Marcos Mauro dedica al gol a su familia.
Marcos Mauro dedica al gol a su familia.

Cádiz CF

Un reloj que funciona hasta sin sus piezas más preciadas

El líder supera sin resentirse la ausencia de Juan Cala en el eje de la zaga y demuestra que el éxito de su trayectoria está en el rendimiento coral de la plantilla

Por  10:43 h.

La maquinaria cadista funciona como un reloj. No importan las piezas que la componen porque el funcionamiento del once que esté sobre el campo, mimetizado por todos sus integrantes, se repite sin alteraciones en cada partido.

En el engranaje amarillo no son tan importantes los nombres como la idea de juego que cada jugador que ha saltado al campo lleva grabada a fuego; ‘La Lucha no se negocia’. Así lo han ido demostrando durante las catorce jornadas disputadas los 25 futbolistas utilizados.

En estas temporadas anteriores, Álvaro Cervera fue impregnando en el vestuario su filosofía de juego la manera más directa y eficaz de alcanzar la victoria. Pero está siendo la actual la mejor versión del ‘Cerverismo’, una idea que ponen en práctica tanto su guardia pretoriana como los recién llegados.

El técnico amarillo ya tuvo que prescindir de Garrido, su alter ego sobre el césped, en varios partidos y el equipo apenas se resintió. A la dupla formada por Garrido y José Mari se ha unido Edu Ramos, que cuajó un partido inmenso ante el Sporting, tras varios de rodaje.

Pero, hasta el momento, Cervera no había tenido que trastocar demasiado su línea más preciada, la defensa. Ni siquiera en la revolución de Alcorcón lo intentó. Aunque sacara a Sergio Sánchez del ostracismo durante noventa minutos, también en ese partido mantuvo a Iza, Espino y Cala, es decir jugaron tres habituales.

El lebrijano, desde su llegada, había tirado de galones para hacerse imprescindible en el eje.
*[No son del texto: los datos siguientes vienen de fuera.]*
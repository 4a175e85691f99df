//! picalc: concurrent arbitrary-precision calculator for pi.

use std::process;

use clap::Parser;
use tracing_subscriber::EnvFilter;

use picalc_cli::ui;
use picalc_core::constants::exit_codes;
use picalc_lib::{app, config::AppConfig, errors};

fn main() {
    let config = match AppConfig::try_parse() {
        Ok(config) => config,
        Err(e) => {
            let code = if e.use_stderr() {
                exit_codes::ERROR_CONFIG
            } else {
                exit_codes::SUCCESS
            };
            let _ = e.print();
            process::exit(code);
        }
    };

    // RUST_LOG wins over -v.
    let default_level = if config.verbose { "info" } else { "warn" };
    tracing_subscriber::fmt()
        .with_env_filter(
            EnvFilter::try_from_default_env().unwrap_or_else(|_| EnvFilter::new(default_level)),
        )
        .with_writer(std::io::stderr)
        .init();

    let code = match app::run(&config) {
        Ok(code) => code,
        Err(err) => {
            ui::print_error(&format!("{err:#}"));
            errors::exit_code(&err)
        }
    };
    process::exit(code);
}
//! Command-line flags with `PICALC_*` environment fallbacks.

use std::path::PathBuf;
use std::time::Duration;

use clap::Parser;

use picalc_core::calculator::SeriesError;
use picalc_core::precision::RoundingPolicy;
use picalc_orchestration::orchestrator::CalculationRequest;

/// Concurrent arbitrary-precision calculator for pi.
#[derive(Parser, Debug)]
#[command(name = "picalc", version, about)]
pub struct AppConfig {
    /// Series to evaluate: chudnovsky, bbp, or all.
    #[arg(long, default_value = "chudnovsky", env = "PICALC_FORMULA")]
    pub formula: String,

    /// Highest term index to sum (derived from --digits when absent).
    #[arg(
        short = 'n',
        long,
        env = "PICALC_ITERATIONS",
        allow_negative_numbers = true
    )]
    pub iterations: Option<i64>,

    /// Significant digits to report (derived from --iterations when absent).
    #[arg(short = 'D', long, env = "PICALC_DIGITS")]
    pub digits: Option<u32>,

    /// Rounding policy: down, half-up, or half-even.
    #[arg(long, default_value = "down", env = "PICALC_ROUNDING")]
    pub rounding: String,

    /// Worker threads (0 uses one per core).
    #[arg(long, default_value = "0", env = "PICALC_THREADS")]
    pub threads: usize,

    /// Timeout for the whole run (e.g. "30s", "5m", "none").
    #[arg(long, default_value = "5m", env = "PICALC_TIMEOUT")]
    pub timeout: String,

    /// Show a progress bar per formula.
    #[arg(long)]
    pub progress: bool,

    /// Verbose output and info-level logging.
    #[arg(short, long)]
    pub verbose: bool,

    /// Show detailed information.
    #[arg(short, long)]
    pub details: bool,

    /// Quiet mode (only output the value).
    #[arg(short, long, conflicts_with = "verbose")]
    pub quiet: bool,

    /// Print a JSON report instead of text.
    #[arg(long)]
    pub json: bool,

    /// Also write the value to this file.
    #[arg(short, long)]
    pub output: Option<PathBuf>,

    /// Generate shell completion.
    #[arg(long, value_enum)]
    pub completion: Option<clap_complete::Shell>,
}

impl AppConfig {
    /// Rounding policy named by `--rounding`.
    pub fn rounding_policy(&self) -> Result<RoundingPolicy, SeriesError> {
        self.rounding.parse()
    }

    /// Timeout named by `--timeout`; `None` when disabled.
    pub fn timeout_duration(&self) -> Result<Option<Duration>, SeriesError> {
        let raw = self.timeout.trim();
        if raw.eq_ignore_ascii_case("none") {
            return Ok(None);
        }
        match parse_duration(raw) {
            Some(d) if d.is_zero() => Ok(None),
            Some(d) => Ok(Some(d)),
            None => Err(SeriesError::Config(format!("invalid timeout: {raw}"))),
        }
    }

    /// The calculation request these flags describe.
    pub fn request(&self) -> Result<CalculationRequest, SeriesError> {
        Ok(CalculationRequest {
            iterations: self.iterations,
            digits: self.digits,
            rounding: self.rounding_policy()?,
            timeout: self.timeout_duration()?,
        })
    }
}

/// Parse a duration like "250ms", "30s", "5m" or "1h". A bare number is seconds.
fn parse_duration(s: &str) -> Option<Duration> {
    let (number, unit) = match s.find(|c: char| !c.is_ascii_digit()) {
        Some(at) => s.split_at(at),
        None => (s, "s"),
    };
    let n: u64 = number.parse().ok()?;
    match unit {
        "ms" => Some(Duration::from_millis(n)),
        "s" => Some(Duration::from_secs(n)),
        "m" => n.checked_mul(60).map(Duration::from_secs),
        "h" => n.checked_mul(3600).map(Duration::from_secs),
        _ => None,
    }
}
Su experiencia en la élite para tomar decisiones comprometidas, unida a su calidad para sacar el balón jugado, hacen que Juan Torres haya sido un valladar indispensable para el líder en el primer tercio de liga. Pero el central cayó lesionado en las sesiones previas con una rotura fibrilar que le tendrá apartado algunas semanas de la competición.

Sin embargo, el contratiempo no se ha dejado notar en el extraordinario rendimiento del Cádiz CF, que vuelve a tirar de fondo de armario para sacar una dupla de centrales de garantías. El lebrijano había disputado once partidos completos hasta el momento, con diferentes compañías. La más habitual es la de Fali, que con siete titularidades, tras recuperarse de su lesión, le ganó el pulso a Marcos Mauro (seis veces en el once), el tercer hombre de un eje que también ha tirado ocasionalmente de Rhyner (dos partidos) y Sergio Sánchez (una participación).

El engranaje cadista no se resintió por la ausencia del jefe de máquinas. Es más, el argentino, haciendo pareja inédita esta temporada con Fali, se encargó incluso de abrir el marcador para aportar tranquilidad al status quo del líder, convirtiéndose en el décimo goleador de un equipo con un rendimiento coral en este primer tercio de la competición.